In a big blow to India's economy, India's second-quarter GDP (July-September) numbers stand at 4.5% - the slowest growth in nearly six years, as released by Central Statistics Office on Friday.
However, if the trend continues it is likely that things may get worse, before they get better.
Commenting on the GDP data, Edelweiss Securities' Economist Madhavi Arora: "The GDP growth softened to 4.5 per cent in 2Q - a tad lower than our expectations of 4.7 per cent". In the power sector (October growth at negative 13 per cent), financial viability at the distribution and supply end will have to be structured, "otherwise this is likely to drag generation and transmission into sickness very soon", he said. The Indian economy had witnessed a weak performance last quarter with the GDP growth rate dropping to 5 per cent.
If true, it will be the slowest yearly growth since the Modi government changed the base year for calculating national statistics to 2011-12.
This compares to the budgeted target of 3.3 per cent of GDP, which Finance Minister Nirmala Sitharaman stated in her maiden Budget speech on July 5.

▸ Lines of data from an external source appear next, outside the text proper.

// SPDX-License-Identifier: Apache-2.0
// Copyright 2025 itsakeyfut
//
// Licensed under the Apache License, Version 2.0 (the "License");
// you may not use this file except in compliance with the License.
// You may obtain a copy of the License at
//
//     http://www.apache.org/licenses/LICENSE-2.0
//
// Unless required by applicable law or agreed to in writing, software
// distributed under the License is distributed on an "AS IS" BASIS,
// WITHOUT WARRANTIES OR CONDITIONS OF ANY KIND, either express or implied.
// See the License for the specific language governing permissions and
// limitations under the License.

//! Pipeline scenario tests

mod depth_order;
mod frame_control;
mod perspective;
mod snapshot;

use super::blend::{Color, PixelFormat};
use super::command::{PolyAttrs, PolyFlags, PolygonRecord, ScreenVertex};
use super::depth::DepthRule;
use super::texture::TexelFormat;
use super::Pipeline;
use crate::core::compositor::{PresentCadence, TransparencyKey};
use crate::core::config::{DispatchMode, PipelineConfig};

/// Small ARGB8888 configuration with one 128x128 Rgb555 sheet
fn config(width: usize, height: usize) -> PipelineConfig {
    PipelineConfig {
        width,
        height,
        pixel_format: PixelFormat::Argb8888,
        texel_format: TexelFormat::Rgb555,
        sheet_count: 1,
        sheet_width: 128,
        sheet_height: 128,
        palette_size: 0,
        matrix_stack_depth: 4,
        polygon_capacity: 64,
        dispatch: DispatchMode::Immediate,
        worker_threads: 0,
        buffer_count: 2,
        cadence: PresentCadence::EveryFrame,
        transparency_key: TransparencyKey::None,
        dither: false,
        depth_rule: DepthRule::linear_less(),
        clear_color: Some(Color::BLACK),
        viewport: None,
    }
}

fn flat(v: [(i16, i16); 3], z: f32, color: Color) -> PolygonRecord {
    PolygonRecord::Flat {
        vertices: v.map(|(x, y)| ScreenVertex::new(x, y, z)),
        color,
        attrs: PolyAttrs::default(),
    }
}

fn flat_with(v: [(i16, i16); 3], z: f32, color: Color, flags: PolyFlags) -> PolygonRecord {
    PolygonRecord::Flat {
        vertices: v.map(|(x, y)| ScreenVertex::new(x, y, z)),
        color,
        attrs: PolyAttrs {
            flags,
            ..PolyAttrs::default()
        },
    }
}

/// Triangle covering the top-left half of a `size` square
fn half_screen(size: i16) -> [(i16, i16); 3] {
    [(0, 0), (size, 0), (0, size)]
}

fn front_pixel(pipeline: &Pipeline, x: usize, y: usize) -> u32 {
    pipeline.front_buffer()[y * pipeline.config().width + x]
}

The latest numbers have piled pressure on the government of Prime Minister Narendra Modi, which is already scrambling to revive growth, to undertake additional stimulus measures to reverse the slowdown.

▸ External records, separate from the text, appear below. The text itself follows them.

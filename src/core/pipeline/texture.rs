// SPDX-License-Identifier: Apache-2.0
// Copyright 2025 itsakeyfut
//
// Licensed under the Apache License, Version 2.0 (the "License");
// you may not use this file except in compliance with the License.
// You may obtain a copy of the License at
//
//     http://www.apache.org/licenses/LICENSE-2.0
//
// Unless required by applicable law or agreed to in writing, software
// distributed under the License is distributed on an "AS IS" BASIS,
// WITHOUT WARRANTIES OR CONDITIONS OF ANY KIND, either express or implied.
// See the License for the specific language governing permissions and
// limitations under the License.

//! Texture and palette store
//!
//! Texture sheets are filled through the upload path and are read-only while
//! polygons are rasterized, so one store can be shared by every render worker.
//!
//! # Texel formats
//!
//! Texels are uploaded as 16-bit words; the variant's [`TexelFormat`] decides
//! what they mean:
//!
//! - `Indexed4`: bits 0-3 index the palette (plus the polygon's palette base)
//! - `Indexed8`: bits 0-7 index the palette
//! - `Rgb555`: direct 5-5-5 color
//! - `Argb1555`: direct 5-5-5 color, bit 15 = opaque
//!
//! # Transparency
//!
//! A texel is transparent when any of these holds:
//! - the sheet has a mask and the texel's mask bit is set
//! - indexed formats: the palette entry is black (`0x000000`)
//! - `Rgb555`: the texel is `0x0000`
//! - `Argb1555`: bit 15 is clear
//!
//! # Addressing
//!
//! Coordinates are 16.16 texel units. Each axis goes through a prebuilt
//! [`WrapTable`] of length `2 * size`, indexed by the integer coordinate
//! modulo `2 * size`, that either repeats the sheet or reflects it.

use super::blend::Color;
use crate::core::error::{RenderError, Result};
use serde::{Deserialize, Serialize};

/// Meaning of uploaded texel words
#[derive(Debug, Clone, Copy, PartialEq, Eq, Serialize, Deserialize)]
pub enum TexelFormat {
    Indexed4,
    Indexed8,
    Rgb555,
    Argb1555,
}

/// Coordinate remapping for one axis of a sheet
#[derive(Debug, Clone, PartialEq, Eq)]
pub struct WrapTable {
    wrap: Vec<u16>,
    mirror: Vec<u16>,
}

impl WrapTable {
    /// Build both tables for an axis of `size` texels
    pub fn new(size: usize) -> Self {
        let wrap = (0..2 * size).map(|i| (i % size) as u16).collect();
        let mirror = (0..2 * size)
            .map(|i| (if i < size { i } else { 2 * size - 1 - i }) as u16)
            .collect();
        Self { wrap, mirror }
    }

    /// Map an integer texel coordinate to a texel index
    #[inline(always)]
    pub fn lookup(&self, coord: i32, mirror: bool) -> usize {
        let table = if mirror { &self.mirror } else { &self.wrap };
        table[coord.rem_euclid(table.len() as i32) as usize] as usize
    }
}
// SPDX-License-Identifier: Apache-2.0
// Copyright 2025 itsakeyfut
//
// Licensed under the Apache License, Version 2.0 (the "License");
// you may not use this file except in compliance with the License.
// You may obtain a copy of the License at
//
//     http://www.apache.org/licenses/LICENSE-2.0
//
// Unless required by applicable law or agreed to in writing, software
// distributed under the License is distributed on an "AS IS" BASIS,
// WITHOUT WARRANTIES OR CONDITIONS OF ANY KIND, either express or implied.
// See the License for the specific language governing permissions and
// limitations under the License.

use crate::core::fixed::{float_to_fixed, perspective_divide, reciprocal_z, FRAC_BITS, W_SHIFT};
use crate::core::raster::{ClipRect, PolyVertex, ScanConverter};

/// `(x, y, z, u, v)` of the test triangle: the right corner recedes to z=4
const CORNERS: [(i16, i16, f32, f32, f32); 3] = [
    (0, 0, 1.0, 0.0, 0.0),
    (64, 0, 4.0, 64.0, 0.0),
    (0, 64, 1.0, 0.0, 64.0),
];

/// Allowed error of a recovered coordinate, in 16.16 units
const TOLERANCE: i64 = 64;

fn perspective_vertex((x, y, z, u, v): (i16, i16, f32, f32, f32)) -> PolyVertex<4> {
    let w = reciprocal_z(z);
    let premultiply = |t: f32| ((float_to_fixed(t, FRAC_BITS) as i64 * w as i64) >> W_SHIFT) as i32;
    PolyVertex::new(x, y, [0, w, premultiply(u), premultiply(v)])
}

/// Hyperbolic interpolation of `(u, v)` at pixel centre `(x, y)`
fn expected_uv(x: i32, y: i32) -> (f64, f64) {
    let px = x as f64 + 0.5;
    let py = y as f64 + 0.5;
    let l1 = px / 64.0;
    let l2 = py / 64.0;
    let l0 = 1.0 - l1 - l2;

    let [a, b, c] = CORNERS;
    let inv = |corner: (i16, i16, f32, f32, f32)| 1.0 / corner.2 as f64;
    let one_over_z = l0 * inv(a) + l1 * inv(b) + l2 * inv(c);
    let u_over_z = l0 * a.3 as f64 * inv(a) + l1 * b.3 as f64 * inv(b) + l2 * c.3 as f64 * inv(c);
    let v_over_z = l0 * a.4 as f64 * inv(a) + l1 * b.4 as f64 * inv(b) + l2 * c.4 as f64 * inv(c);
    (u_over_z / one_over_z, v_over_z / one_over_z)
}

#[test]
fn test_perspective_divide_matches_hyperbolic_interpolation() {
    let mut scan = ScanConverter::<4>::new();
    let clip = ClipRect::full(128, 128);
    let [a, b, c] = CORNERS.map(perspective_vertex);
    let setup = scan.setup(a, b, c, &clip).unwrap().expect("visible");

    let mut checked = 0;
    for (y, span) in setup.rows() {
        for x in span.start_x..=span.end_x {
            let w = setup.param_at(y, x, 1).unwrap();
            let u = perspective_divide(setup.param_at(y, x, 2).unwrap(), w) as i64;
            let v = perspective_divide(setup.param_at(y, x, 3).unwrap(), w) as i64;

            let (eu, ev) = expected_uv(x, y);
            let eu = (eu * 65536.0).round() as i64;
            let ev = (ev * 65536.0).round() as i64;
            assert!((u - eu).abs() <= TOLERANCE, "u at ({}, {}): {} vs {}", x, y, u, eu);
            assert!((v - ev).abs() <= TOLERANCE, "v at ({}, {}): {} vs {}", x, y, v, ev);
            checked += 1;
        }
    }
    assert!(checked > 1500);
}

#[test]
fn test_perspective_differs_from_affine_mid_triangle() {
    let (x, y) = (24, 8);
    let (perspective_u, _) = expected_uv(x, y);
    let affine_u = (x as f64 + 0.5) / 64.0 * 64.0;

    // Receding corner compresses texture space near the far edge
    assert!(affine_u - perspective_u > 1.0);

    let mut scan = ScanConverter::<4>::new();
    let [a, b, c] = CORNERS.map(perspective_vertex);
    let setup = scan.setup(a, b, c, &ClipRect::full(128, 128)).unwrap().expect("visible");
    let w = setup.param_at(y, x, 1).unwrap();
    let u = perspective_divide(setup.param_at(y, x, 2).unwrap(), w) as f64 / 65536.0;
    assert!(affine_u - u > 1.0, "perspective u {} too close to affine {}", u, affine_u);
}

#[test]
fn test_equal_depths_reduce_to_affine() {
    let flat_corners = CORNERS.map(|(x, y, _, u, v)| (x, y, 2.0, u, v));
    let mut scan = ScanConverter::<4>::new();
    let [a, b, c] = flat_corners.map(perspective_vertex);
    let setup = scan.setup(a, b, c, &ClipRect::full(128, 128)).unwrap().expect("visible");

    for (x, y) in [(0, 0), (10, 20), (40, 10), (5, 50)] {
        let w = setup.param_at(y, x, 1).unwrap();
        let u = perspective_divide(setup.param_at(y, x, 2).unwrap(), w) as i64;
        let affine = ((x as i64) << FRAC_BITS) + (1 << (FRAC_BITS - 1));
        assert!((u - affine).abs() <= TOLERANCE, "({}, {}): {} vs {}", x, y, u, affine);
    }
}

Meanwhile, the government said though growth may have slowed, there is no fear of recession, which is typically defined as negative growth for two straight quarters.
The Indian economy is not showing signs of bottoming out. "Expect GDP growth to pick up from the third quarter".
Reacting over the plummeting economy, Congress spokesperson Randeep Singh Surjewala tweeted, "India's GDP has collapsed to an abysmal 4.5%". In April-September period, equity, debt capital flows at 2.9 billion dollars and capital flows are precursor to investment.
The release of another dataset deepened the gloom.
For some specifics, look at the core sector data.
"Low investment confidence is clearly reflected in a contraction in fixed investment spending during the second quarter". It stood at Rs 720,445 crore, 102.4 per cent of the full-year estimate. "We need fiscal and not monetary measures". Hence, fiscal policy will have to do the heavy-lifting to boost growth.
The central bank, the Reserve Bank of India (RBI), has cut interest rates five consecutive times this year in a bid to boost lending. "After 135-bp cut delivered by the RBI since February 2019, we expect the RBI to cut rates by an additional 25 bps in December, taking the repo rate to 4.90 percent".
"With a strong rebound in the near term looking unlikely, there is a rising chance that the rate cut that is nearly certain next week will be followed by another in February", Capital Economics said in a research note. Market has been at a higher level than in July.
Now that the government itself is admitting that the fourth quarter came in at 4.5%, the year's projected growth rate could be revised again. But why is the BJP celebrating?